In this study, the recombinant α‐l‐arabinofuranosidase from the fungus Pleurotus ostreatus (rPoAbf) was subjected to site‐directed mutagenesis with the aim of elucidating the role of glycosylation on the properties of the enzyme at the level of S160 residue. As a matter of fact, previous mass spectral analyses had led to the localization of a single O‐glycosylation at this site. Recombinant expression and characterization of the rPoAbf mutant S160G was therefore performed. It was shown that the catalytic properties are slightly changed by the mutation, with a more evident modification of the K (cat) and K (M) toward the synthetic substrate pN‐glucopyranoside.

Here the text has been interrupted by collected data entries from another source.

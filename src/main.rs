use anyhow::Result;
use hostwatch::*;
use std::sync::Arc;
use std::sync::atomic::AtomicUsize;
use tracing_subscriber::EnvFilter;
use tracing_subscriber::fmt::time::FormatTime;

struct LocalTimer;

impl FormatTime for LocalTimer {
    fn format_time(&self, w: &mut tracing_subscriber::fmt::format::Writer<'_>) -> std::fmt::Result {
        write!(
            w,
            "{}",
            chrono::Local::now().format("%Y-%m-%dT%H:%M:%S%.3f%:z")
        )
    }
}

#[tokio::main]
async fn main() -> Result<()> {
    let filter = EnvFilter::try_from_default_env().unwrap_or_else(|_| EnvFilter::new("info"));
    tracing_subscriber::fmt()
        .with_timer(LocalTimer)
        .with_env_filter(filter)
        .init();

    let app_config = config::AppConfig::load()?;

    let usage_repo = Arc::new(
        usage_repo::NetworkUsageRepo::connect(
            &app_config.database.path,
            app_config.database.retention_days,
            app_config.database.max_pool_size,
        )
        .await?,
    );
    usage_repo.init().await?;

    let reader = Arc::new(host_reader::HostReader::new(&app_config.host));
    let sampler = Arc::new(sampler::Sampler::new(
        reader,
        usage_repo,
        app_config.sampling.clone(),
    ));
    let first = sampler.prime().await;
    tracing::info!(
        at_ms = first.taken_at_ms,
        retention_days = app_config.database.retention_days,
        interval_ms = app_config.sampling.interval_ms,
        "sampler primed"
    );

    let ws_connections = Arc::new(AtomicUsize::new(0));
    let (shutdown_tx, shutdown_rx) = tokio::sync::oneshot::channel();

    let sampler_handle = sampler::spawn(sampler::SamplerTaskDeps {
        sampler: sampler.clone(),
        ws_connections: ws_connections.clone(),
        shutdown_rx,
    });

    let app = routes::app(sampler, ws_connections);
    let addr = format!("{}:{}", app_config.server.host, app_config.server.port);
    let listener = tokio::net::TcpListener::bind(&addr).await?;
    tracing::info!("Listening on http://{}", addr);

    tokio::select! {
        result = axum::serve(listener, app) => {
            result?;
        }
        _ = async {
            #[cfg(unix)]
            {
                let mut sigterm = match tokio::signal::unix::signal(tokio::signal::unix::SignalKind::terminate()) {
                    Ok(s) => s,
                    Err(_) => {
                        let _ = tokio::signal::ctrl_c().await;
                        return;
                    }
                };
                tokio::select! {
                    _ = tokio::signal::ctrl_c() => {}
                    _ = sigterm.recv() => {}
                }
            }
            #[cfg(not(unix))]
            {
                let _ = tokio::signal::ctrl_c().await;
            }
        } => {
            tracing::info!("Received shutdown signal");
            let _ = shutdown_tx.send(());
            let _ = sampler_handle.await;
        }
    }

    Ok(())
}
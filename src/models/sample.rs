// Live host readings: one composite sample per tick plus the raw snapshots it is built from.

use serde::{Deserialize, Serialize};

/// One tick's worth of host metrics. `None` means the source was unavailable for that tick.
#[derive(Debug, Clone, PartialEq, Serialize, Deserialize)]
#[serde(rename_all = "camelCase")]
pub struct CompositeSample {
    pub taken_at_ms: i64,
    pub cpu_usage_percent: Option<f64>,
    pub cpu_temp_c: Option<f64>,
    pub memory_usage_percent: Option<f64>,
    pub memory_used_bytes: Option<u64>,
    pub memory_total_bytes: Option<u64>,
    pub disk_usage_percent: Option<f64>,
    pub disk_used_bytes: Option<u64>,
    pub disk_total_bytes: Option<u64>,
}

/// Cumulative CPU tick counters summed over all logical cores.
#[derive(Debug, Clone, Copy, PartialEq, Eq)]
pub struct CpuTimesSnapshot {
    pub idle_ticks: u64,
    pub total_ticks: u64,
}

#[derive(Debug, Clone, Copy, PartialEq, Serialize)]
#[serde(rename_all = "camelCase")]
pub struct MemorySnapshot {
    pub total_bytes: u64,
    pub available_bytes: u64,
    pub used_bytes: u64,
    pub usage_percent: f64,
}

#[derive(Debug, Clone, PartialEq, Serialize)]
#[serde(rename_all = "camelCase")]
pub struct DiskSnapshot {
    pub mount_path: String,
    pub total_bytes: u64,
    pub free_bytes: u64,
    pub used_bytes: u64,
    /// None when the filesystem reports zero capacity.
    pub usage_percent: Option<f64>,
}

/// Cumulative byte counters summed over non-loopback interfaces.
#[derive(Debug, Clone, Copy, PartialEq, Eq, Serialize)]
#[serde(rename_all = "camelCase")]
pub struct NetworkIoSnapshot {
    pub rx_bytes: u64,
    pub tx_bytes: u64,
}

/// Everything the readers produced for a single tick.
#[derive(Debug, Clone, Default, PartialEq)]
pub struct HostReadings {
    pub cpu_times: Option<CpuTimesSnapshot>,
    pub memory: Option<MemorySnapshot>,
    pub disk: Option<DiskSnapshot>,
    pub cpu_temp_c: Option<f64>,
    pub network: Option<NetworkIoSnapshot>,
}

/// Static-ish host facts shown next to the live metrics.
#[derive(Debug, Clone, PartialEq, Serialize, Deserialize)]
#[serde(rename_all = "camelCase")]
pub struct HostIdentity {
    pub cores: usize,
    pub model: Option<String>,
    pub load_avg: [f64; 3],
}
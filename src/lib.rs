// Library for tests to access modules

pub mod config;
pub mod host_reader;
pub mod models;
pub mod rates;
pub mod routes;
pub mod sampler;
pub mod summary;
pub mod usage_repo;
pub mod window;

More importantly, the mutation negatively affected the stability of the enzyme at various pHs and temperatures. Circular dichroism (CD) analyses showed a minimum at 210 nm for wild‐type (wt) rPoAbf, typical of the beta‐sheets structure, whereas this minimum is shifted for rPoAbf S160G, suggesting the presence of an unfolded structure. A similar behavior was revealed when wt rPoAbf was enzymatically deglycosylated. CD structural analyses of both the site‐directed mutant and the enzymatically deglycosylated wild‐type enzyme indicate a role of the glycosylation at the S160 residue in rPoAbf secondary structure stability.